[Extracted records Boundary: Start]

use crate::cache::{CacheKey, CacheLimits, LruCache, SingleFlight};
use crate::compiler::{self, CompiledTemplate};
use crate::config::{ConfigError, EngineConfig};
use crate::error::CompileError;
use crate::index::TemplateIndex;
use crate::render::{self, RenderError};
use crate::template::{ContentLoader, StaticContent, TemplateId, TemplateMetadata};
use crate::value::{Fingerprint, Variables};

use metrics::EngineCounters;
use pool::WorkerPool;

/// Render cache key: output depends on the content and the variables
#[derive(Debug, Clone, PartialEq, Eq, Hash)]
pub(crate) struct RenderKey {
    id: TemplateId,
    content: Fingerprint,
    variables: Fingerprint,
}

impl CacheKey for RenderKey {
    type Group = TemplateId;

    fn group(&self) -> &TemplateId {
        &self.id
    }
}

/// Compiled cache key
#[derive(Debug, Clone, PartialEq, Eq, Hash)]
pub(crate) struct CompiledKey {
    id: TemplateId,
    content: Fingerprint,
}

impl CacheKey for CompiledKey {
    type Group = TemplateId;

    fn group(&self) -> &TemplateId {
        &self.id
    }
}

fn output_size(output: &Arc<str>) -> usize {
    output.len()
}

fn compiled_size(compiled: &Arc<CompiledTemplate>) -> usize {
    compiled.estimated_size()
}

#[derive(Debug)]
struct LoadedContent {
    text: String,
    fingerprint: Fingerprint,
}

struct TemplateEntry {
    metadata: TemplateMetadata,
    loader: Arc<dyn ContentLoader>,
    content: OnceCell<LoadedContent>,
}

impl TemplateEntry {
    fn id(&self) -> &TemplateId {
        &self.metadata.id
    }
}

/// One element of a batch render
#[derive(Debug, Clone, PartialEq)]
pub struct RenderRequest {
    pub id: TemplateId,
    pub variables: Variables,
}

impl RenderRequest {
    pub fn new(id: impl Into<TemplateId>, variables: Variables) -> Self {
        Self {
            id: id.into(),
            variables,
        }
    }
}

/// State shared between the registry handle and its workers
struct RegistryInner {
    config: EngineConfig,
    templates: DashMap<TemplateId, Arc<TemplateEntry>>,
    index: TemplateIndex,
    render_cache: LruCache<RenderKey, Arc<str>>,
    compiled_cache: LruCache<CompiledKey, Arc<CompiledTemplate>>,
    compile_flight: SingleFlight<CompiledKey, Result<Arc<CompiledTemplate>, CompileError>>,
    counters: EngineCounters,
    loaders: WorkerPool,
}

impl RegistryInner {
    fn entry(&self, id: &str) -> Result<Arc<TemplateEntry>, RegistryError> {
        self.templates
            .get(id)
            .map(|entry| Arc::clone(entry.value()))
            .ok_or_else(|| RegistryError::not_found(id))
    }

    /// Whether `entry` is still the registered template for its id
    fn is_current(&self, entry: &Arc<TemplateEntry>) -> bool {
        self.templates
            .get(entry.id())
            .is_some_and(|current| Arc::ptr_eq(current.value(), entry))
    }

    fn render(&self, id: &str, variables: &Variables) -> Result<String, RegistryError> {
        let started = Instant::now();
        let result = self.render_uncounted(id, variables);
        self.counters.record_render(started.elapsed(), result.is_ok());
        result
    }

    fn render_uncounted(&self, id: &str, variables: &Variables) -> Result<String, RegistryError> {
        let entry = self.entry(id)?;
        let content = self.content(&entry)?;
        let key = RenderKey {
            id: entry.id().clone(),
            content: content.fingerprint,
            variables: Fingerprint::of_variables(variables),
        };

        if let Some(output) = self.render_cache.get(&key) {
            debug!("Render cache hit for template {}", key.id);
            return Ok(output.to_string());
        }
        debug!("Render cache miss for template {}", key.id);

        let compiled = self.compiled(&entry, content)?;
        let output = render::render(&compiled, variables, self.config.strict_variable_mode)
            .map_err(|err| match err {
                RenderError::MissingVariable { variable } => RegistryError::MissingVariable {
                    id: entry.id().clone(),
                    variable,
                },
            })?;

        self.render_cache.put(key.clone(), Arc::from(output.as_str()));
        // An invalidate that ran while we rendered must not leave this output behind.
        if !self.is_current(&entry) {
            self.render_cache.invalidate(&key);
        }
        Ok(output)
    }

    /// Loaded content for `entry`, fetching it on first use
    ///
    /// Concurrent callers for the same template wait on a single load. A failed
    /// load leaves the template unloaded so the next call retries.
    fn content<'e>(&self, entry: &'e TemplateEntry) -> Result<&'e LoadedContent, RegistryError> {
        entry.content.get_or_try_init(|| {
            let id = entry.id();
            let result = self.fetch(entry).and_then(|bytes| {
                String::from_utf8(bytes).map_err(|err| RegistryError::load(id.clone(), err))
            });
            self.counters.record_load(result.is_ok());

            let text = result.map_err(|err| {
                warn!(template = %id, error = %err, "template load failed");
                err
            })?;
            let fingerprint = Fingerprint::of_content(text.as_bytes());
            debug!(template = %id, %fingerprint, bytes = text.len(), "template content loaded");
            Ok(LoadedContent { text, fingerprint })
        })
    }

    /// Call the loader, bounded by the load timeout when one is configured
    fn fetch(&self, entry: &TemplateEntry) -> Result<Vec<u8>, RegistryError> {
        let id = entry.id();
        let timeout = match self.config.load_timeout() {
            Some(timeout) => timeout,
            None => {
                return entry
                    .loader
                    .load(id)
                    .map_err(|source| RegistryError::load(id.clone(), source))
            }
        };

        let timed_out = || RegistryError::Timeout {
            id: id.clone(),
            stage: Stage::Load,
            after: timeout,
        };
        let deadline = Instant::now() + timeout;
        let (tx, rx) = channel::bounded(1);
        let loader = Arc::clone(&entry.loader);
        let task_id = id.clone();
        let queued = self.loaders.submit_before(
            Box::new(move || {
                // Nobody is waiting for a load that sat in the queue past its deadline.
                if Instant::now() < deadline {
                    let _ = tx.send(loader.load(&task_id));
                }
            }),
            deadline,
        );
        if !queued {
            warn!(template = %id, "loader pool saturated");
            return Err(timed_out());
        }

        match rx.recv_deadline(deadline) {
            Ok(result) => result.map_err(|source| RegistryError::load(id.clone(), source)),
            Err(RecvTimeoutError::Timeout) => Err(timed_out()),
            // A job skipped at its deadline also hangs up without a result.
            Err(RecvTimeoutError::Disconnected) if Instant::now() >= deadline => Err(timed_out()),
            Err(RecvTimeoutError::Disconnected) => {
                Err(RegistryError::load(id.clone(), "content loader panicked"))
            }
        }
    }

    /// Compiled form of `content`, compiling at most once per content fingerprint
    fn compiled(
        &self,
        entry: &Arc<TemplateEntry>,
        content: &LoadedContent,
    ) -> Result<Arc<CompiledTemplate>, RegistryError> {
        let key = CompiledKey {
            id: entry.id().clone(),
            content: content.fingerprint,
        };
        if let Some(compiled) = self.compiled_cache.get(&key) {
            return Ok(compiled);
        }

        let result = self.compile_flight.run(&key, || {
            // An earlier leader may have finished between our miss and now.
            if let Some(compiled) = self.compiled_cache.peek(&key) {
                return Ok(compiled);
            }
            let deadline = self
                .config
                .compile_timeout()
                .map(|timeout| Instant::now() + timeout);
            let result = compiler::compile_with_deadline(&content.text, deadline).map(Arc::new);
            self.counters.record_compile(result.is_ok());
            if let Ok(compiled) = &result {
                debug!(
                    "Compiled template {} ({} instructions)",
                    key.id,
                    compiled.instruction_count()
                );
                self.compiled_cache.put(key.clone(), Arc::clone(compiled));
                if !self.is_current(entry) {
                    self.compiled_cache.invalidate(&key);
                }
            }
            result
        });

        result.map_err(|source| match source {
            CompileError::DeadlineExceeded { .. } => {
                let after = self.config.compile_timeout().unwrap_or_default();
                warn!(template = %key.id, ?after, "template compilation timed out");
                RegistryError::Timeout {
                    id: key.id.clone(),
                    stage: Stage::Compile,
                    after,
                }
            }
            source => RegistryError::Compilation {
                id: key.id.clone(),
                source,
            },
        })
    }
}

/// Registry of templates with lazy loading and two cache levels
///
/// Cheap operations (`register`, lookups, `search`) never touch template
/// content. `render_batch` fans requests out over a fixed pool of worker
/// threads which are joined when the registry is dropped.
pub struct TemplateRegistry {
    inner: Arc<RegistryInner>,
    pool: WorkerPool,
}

[Extracted records Boundary: End]
[Extracted records Boundary: Start]

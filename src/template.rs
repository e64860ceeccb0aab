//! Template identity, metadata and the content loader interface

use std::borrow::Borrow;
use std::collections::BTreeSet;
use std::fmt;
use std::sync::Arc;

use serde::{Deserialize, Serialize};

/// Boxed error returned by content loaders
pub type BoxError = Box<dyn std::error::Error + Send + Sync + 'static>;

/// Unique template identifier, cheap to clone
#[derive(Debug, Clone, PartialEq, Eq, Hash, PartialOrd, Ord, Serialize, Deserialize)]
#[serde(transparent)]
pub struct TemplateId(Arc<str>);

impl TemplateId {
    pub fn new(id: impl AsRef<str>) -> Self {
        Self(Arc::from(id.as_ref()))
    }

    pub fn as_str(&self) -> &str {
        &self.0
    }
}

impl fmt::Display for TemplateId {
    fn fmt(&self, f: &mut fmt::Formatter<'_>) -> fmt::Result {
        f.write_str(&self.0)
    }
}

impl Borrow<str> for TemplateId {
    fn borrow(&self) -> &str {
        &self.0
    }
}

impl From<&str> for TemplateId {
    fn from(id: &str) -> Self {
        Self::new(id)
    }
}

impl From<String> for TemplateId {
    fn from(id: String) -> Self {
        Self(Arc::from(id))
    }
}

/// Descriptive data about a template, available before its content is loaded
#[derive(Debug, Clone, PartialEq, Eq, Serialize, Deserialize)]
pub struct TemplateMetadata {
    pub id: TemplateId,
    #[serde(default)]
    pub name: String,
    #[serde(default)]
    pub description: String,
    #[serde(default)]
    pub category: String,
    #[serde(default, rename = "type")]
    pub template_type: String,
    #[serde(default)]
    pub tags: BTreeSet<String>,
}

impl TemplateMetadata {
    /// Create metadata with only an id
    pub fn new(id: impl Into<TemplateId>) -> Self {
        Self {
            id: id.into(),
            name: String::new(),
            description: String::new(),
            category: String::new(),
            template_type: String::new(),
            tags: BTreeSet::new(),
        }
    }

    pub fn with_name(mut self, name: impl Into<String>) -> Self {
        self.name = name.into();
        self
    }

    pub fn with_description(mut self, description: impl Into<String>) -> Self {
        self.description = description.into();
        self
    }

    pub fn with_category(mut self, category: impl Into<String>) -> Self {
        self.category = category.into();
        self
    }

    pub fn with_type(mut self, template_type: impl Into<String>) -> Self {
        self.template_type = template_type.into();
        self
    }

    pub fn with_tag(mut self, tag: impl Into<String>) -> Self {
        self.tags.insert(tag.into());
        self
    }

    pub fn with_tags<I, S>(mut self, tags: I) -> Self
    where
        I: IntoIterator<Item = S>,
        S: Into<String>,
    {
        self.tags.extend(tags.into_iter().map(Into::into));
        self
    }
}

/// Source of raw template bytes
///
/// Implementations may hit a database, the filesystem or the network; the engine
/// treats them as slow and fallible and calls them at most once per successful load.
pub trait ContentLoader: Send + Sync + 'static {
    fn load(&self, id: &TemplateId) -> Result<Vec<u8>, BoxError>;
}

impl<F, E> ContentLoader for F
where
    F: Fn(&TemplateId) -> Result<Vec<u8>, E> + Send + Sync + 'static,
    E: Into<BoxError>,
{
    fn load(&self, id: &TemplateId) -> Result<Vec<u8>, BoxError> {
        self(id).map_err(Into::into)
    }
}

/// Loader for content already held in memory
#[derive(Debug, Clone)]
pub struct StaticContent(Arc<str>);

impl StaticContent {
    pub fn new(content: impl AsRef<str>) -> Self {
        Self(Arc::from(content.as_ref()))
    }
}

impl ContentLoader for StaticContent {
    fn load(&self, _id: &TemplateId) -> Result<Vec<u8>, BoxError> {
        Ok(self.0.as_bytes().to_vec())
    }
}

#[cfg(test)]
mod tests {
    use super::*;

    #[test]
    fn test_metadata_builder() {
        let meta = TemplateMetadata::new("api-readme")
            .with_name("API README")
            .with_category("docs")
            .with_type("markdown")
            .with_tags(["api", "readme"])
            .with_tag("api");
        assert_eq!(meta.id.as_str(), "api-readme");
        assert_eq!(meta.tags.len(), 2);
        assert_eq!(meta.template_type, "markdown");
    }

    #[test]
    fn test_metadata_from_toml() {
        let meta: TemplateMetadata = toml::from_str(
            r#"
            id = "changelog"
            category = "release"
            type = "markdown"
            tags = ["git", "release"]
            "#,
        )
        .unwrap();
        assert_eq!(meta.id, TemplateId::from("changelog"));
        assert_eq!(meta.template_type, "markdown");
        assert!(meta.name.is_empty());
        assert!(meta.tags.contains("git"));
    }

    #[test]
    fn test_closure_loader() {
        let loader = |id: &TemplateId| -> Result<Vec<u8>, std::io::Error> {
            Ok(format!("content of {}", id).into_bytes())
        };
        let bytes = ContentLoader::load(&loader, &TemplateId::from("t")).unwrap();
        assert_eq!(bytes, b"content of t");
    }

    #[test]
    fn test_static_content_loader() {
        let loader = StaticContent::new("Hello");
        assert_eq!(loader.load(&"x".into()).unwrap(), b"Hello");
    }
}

[Extracted records Boundary: End]

→ **Task item**: Please count the lines in the material above that hold "index", and state only the number.

→ **Result of this exercise**: 2